Rearrange $x^3 + x - 1 = 0$ : factor $x$ from the first two terms is not direct, so instead write $x(x^2 + 1) = 1$ , giving $x = \dfrac{1}{1 + x^2}$ , the required form.

Iterate $x_{n+1} = \dfrac{1}{1 + x_n^2}$ from $x_0 = 0.7$ :

x_1 = \frac{1}{1 + 0.49} = 0.67114, \quad x_2 = \frac{1}{1 + 0.45043} = 0.68945,

x_3 = \frac{1}{1 + 0.47534} = 0.67782, \quad x_4 = \frac{1}{1 + 0.45944} = 0.68517,

continuing until the values settle. They converge to

x \approx 0.682

(3 d.p.).

Markers reward the rearrangement to $x = \dfrac{1}{1 + x^2}$ , correct iterates, and the converged root $0.682$ .

Original6 marksAn equation is rearranged into the form

x = \mathrm{g}(x)

. State the condition on

\mathrm{g}'(x)

near the root that guarantees the iteration

x_{n+1} = \mathrm{g}(x_n)

converges, and explain what happens when this condition fails.

Show worked answer →

The iteration $x_{n+1} = \mathrm{g}(x_n)$ converges to a root $\alpha$ (a fixed point, $\alpha = \mathrm{g}(\alpha)$ ), provided that near the root

|\mathrm{g}'(x)| < 1.

The factor

\mathrm{g}'(\alpha)

controls how the error shrinks: each step multiplies the error by approximately

\mathrm{g}'(\alpha)

, so

|\mathrm{g}'| < 1

makes the error decrease and the iteration converge.

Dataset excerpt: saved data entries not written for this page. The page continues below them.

// This Source Code Form is subject to the terms of the Mozilla Public License, v. 2.0. If a copy
// of the MPL was not distributed with this file, You can obtain one at
// http://mozilla.org/MPL/2.0/.
//
// SPDX-License-Identifier: MPL-2.0

//! Random-access byte sources that back the decoders.
//!
//! Both file families are decoded from a [`ByteSource`], a length-known, seekable view over either
//! a memory-mapped file or an in-memory buffer. Views are cheap to clone and to narrow via
//! [`ByteSource::sub`], which makes bounded parsing of pages and sections straightforward.

use crate::util::{Error, Result};
use memmap2::Mmap;
use std::fmt;
use std::fs::File;
use std::path::Path;
use std::sync::Arc;

enum Backing {
    Mmap(Mmap),
    Buffer(Vec<u8>),
}

impl Backing {
    fn as_slice(&self) -> &[u8] {
        match self {
            Backing::Mmap(map) => map,
            Backing::Buffer(buf) => buf,
        }
    }
}

/// A random-access view over a memory-mapped file or an in-memory buffer.
///
/// All read methods take offsets relative to the start of the view and fail with
/// [`Error::Truncated`] when the requested range extends past its end. Cloning a `ByteSource` is
/// cheap (the backing storage is shared), so sub-views handed out by [`ByteSource::sub`] can
/// outlive the view they were created from.
#[derive(Clone)]
pub struct ByteSource {
    data: Arc<Backing>,
    start: usize,
    len: usize,
}

impl fmt::Debug for ByteSource {
    fn fmt(&self, f: &mut fmt::Formatter<'_>) -> fmt::Result {
        f.debug_struct("ByteSource")
            .field("start", &self.start)
            .field("len", &self.len)
            .finish()
    }
}

impl ByteSource {
    /// Memory-map the file at `path`.
    pub fn open(path: impl AsRef<Path>) -> Result<Self> {
        let file = File::open(path)?;
        // SAFETY: the mapping is read-only and the crate never writes through it. Truncation of
        // the underlying file by another process while mapped is outside our control, as with any
        // memory-mapped input.
        #[allow(unsafe_code)]
        let map = unsafe { Mmap::map(&file)? };
        let len = map.len();
        Ok(Self {
            data: Arc::new(Backing::Mmap(map)),
            start: 0,
            len,
        })
    }

    /// Create a source over an owned buffer.
    #[must_use]
    pub fn from_vec(buf: Vec<u8>) -> Self {
        let len = buf.len();
        Self {
            data: Arc::new(Backing::Buffer(buf)),
            start: 0,
            len,
        }
    }

    /// Length of the view in bytes.
    #[must_use]
    pub fn len(&self) -> u64 {
        self.len as u64
    }

    /// Returns `true` if the view is empty.
    #[must_use]
    pub fn is_empty(&self) -> bool {
        self.len == 0
    }

    /// The bytes of this view.
    #[must_use]
    pub fn as_slice(&self) -> &[u8] {
        &self.data.as_slice()[self.start..self.start + self.len]
    }

    /// A [`binrw::io::Cursor`] over the view, for stream-based parsing.
    #[must_use]
    pub fn cursor(&self) -> binrw::io::Cursor<&[u8]> {
        binrw::io::Cursor::new(self.as_slice())
    }

    /// A zero-copy sub-view covering `len` bytes starting at `offset`.
    pub fn sub(&self, offset: u64, len: u64) -> Result<Self> {
        self.check(offset, len)?;
        Ok(Self {
            data: Arc::clone(&self.data),
            start: self.start + offset as usize,
            len: len as usize,
        })
    }

    fn check(&self, offset: u64, len: u64) -> Result<()> {
        let end = offset.checked_add(len).ok_or(Error::Truncated {
            at: offset,
            needed: len,
        })?;
        if end > self.len() {
            return Err(Error::Truncated {
                at: offset,
                needed: end - self.len(),
            });
        }
        Ok(())
    }

    /// Read `len` bytes starting at `offset`.
    pub fn read_bytes(&self, offset: u64, len: u64) -> Result<&[u8]> {
        self.check(offset, len)?;
        let start = self.start + offset as usize;
        Ok(&self.data.as_slice()[start..start + len as usize])
    }

    /// Read a single byte.
    pub fn read_u8(&self, offset: u64) -> Result<u8> {
        Ok(self.read_bytes(offset, 1)?[0])
    }

    /// Read a little-endian `u16`.
    pub fn read_u16_le(&self, offset: u64) -> Result<u16> {
        let bytes = self.read_bytes(offset, 2)?;
        Ok(u16::from_le_bytes([bytes[0], bytes[1]]))
    }

    /// Read a little-endian `u32`.
    pub fn read_u32_le(&self, offset: u64) -> Result<u32> {
        let bytes = self.read_bytes(offset, 4)?;
        Ok(u32::from_le_bytes([bytes[0], bytes[1], bytes[2], bytes[3]]))
    }

    /// Read a big-endian `u16`.
    pub fn read_u16_be(&self, offset: u64) -> Result<u16> {
        let bytes = self.read_bytes(offset, 2)?;
        Ok(u16::from_be_bytes([bytes[0], bytes[1]]))
    }

    /// Read a big-endian `u32`.
    pub fn read_u32_be(&self, offset: u64) -> Result<u32> {
        let bytes = self.read_bytes(offset, 4)?;
        Ok(u32::from_be_bytes([bytes[0], bytes[1], bytes[2], bytes[3]]))
    }

    /// Read `count` bits (at most 64) from the bit-packed little-endian stream starting at
    /// `offset`, skipping the `bit_offset` least significant bits of the first byte.
    ///
    /// Bits are taken LSB-first within each byte, which is the layout of the row-presence bitmaps
    /// at the tail of database pages: bit `i` of the result corresponds to row slot `i`.
    pub fn read_bits(&self, offset: u64, bit_offset: u32, count: u32) -> Result<u64> {
        debug_assert!(bit_offset < 8);
        debug_assert!(count <= 64);
        if count == 0 {
            return Ok(0);
        }
        let total_bits = u64::from(bit_offset) + u64::from(count);
        let num_bytes = total_bits.div_ceil(8);
        let bytes = self.read_bytes(offset, num_bytes)?;
        let mut acc: u128 = 0;
        for (i, byte) in bytes.iter().enumerate() {
            acc |= u128::from(*byte) << (8 * i);
        }
        let mask = if count == 64 {
            u128::from(u64::MAX)
        } else {
            (1u128 << count) - 1
        };
        Ok(((acc >> bit_offset) & mask) as u64)
    }
}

If $|\mathrm{g}'(x)| > 1$ near the root, each step multiplies the error by a factor larger than one, so the error grows and the iteration diverges away from the root, no matter how close the start. (If $\mathrm{g}'$ is negative the iterates alternate sides of the root, spiralling in a cobweb if $|\mathrm{g}'| < 1$ , or out if $|\mathrm{g}'| > 1$ .)

Markers reward the condition $|\mathrm{g}'(x)| < 1$ for convergence, the error-multiplier explanation, and the statement that $|\mathrm{g}'| > 1$ causes divergence.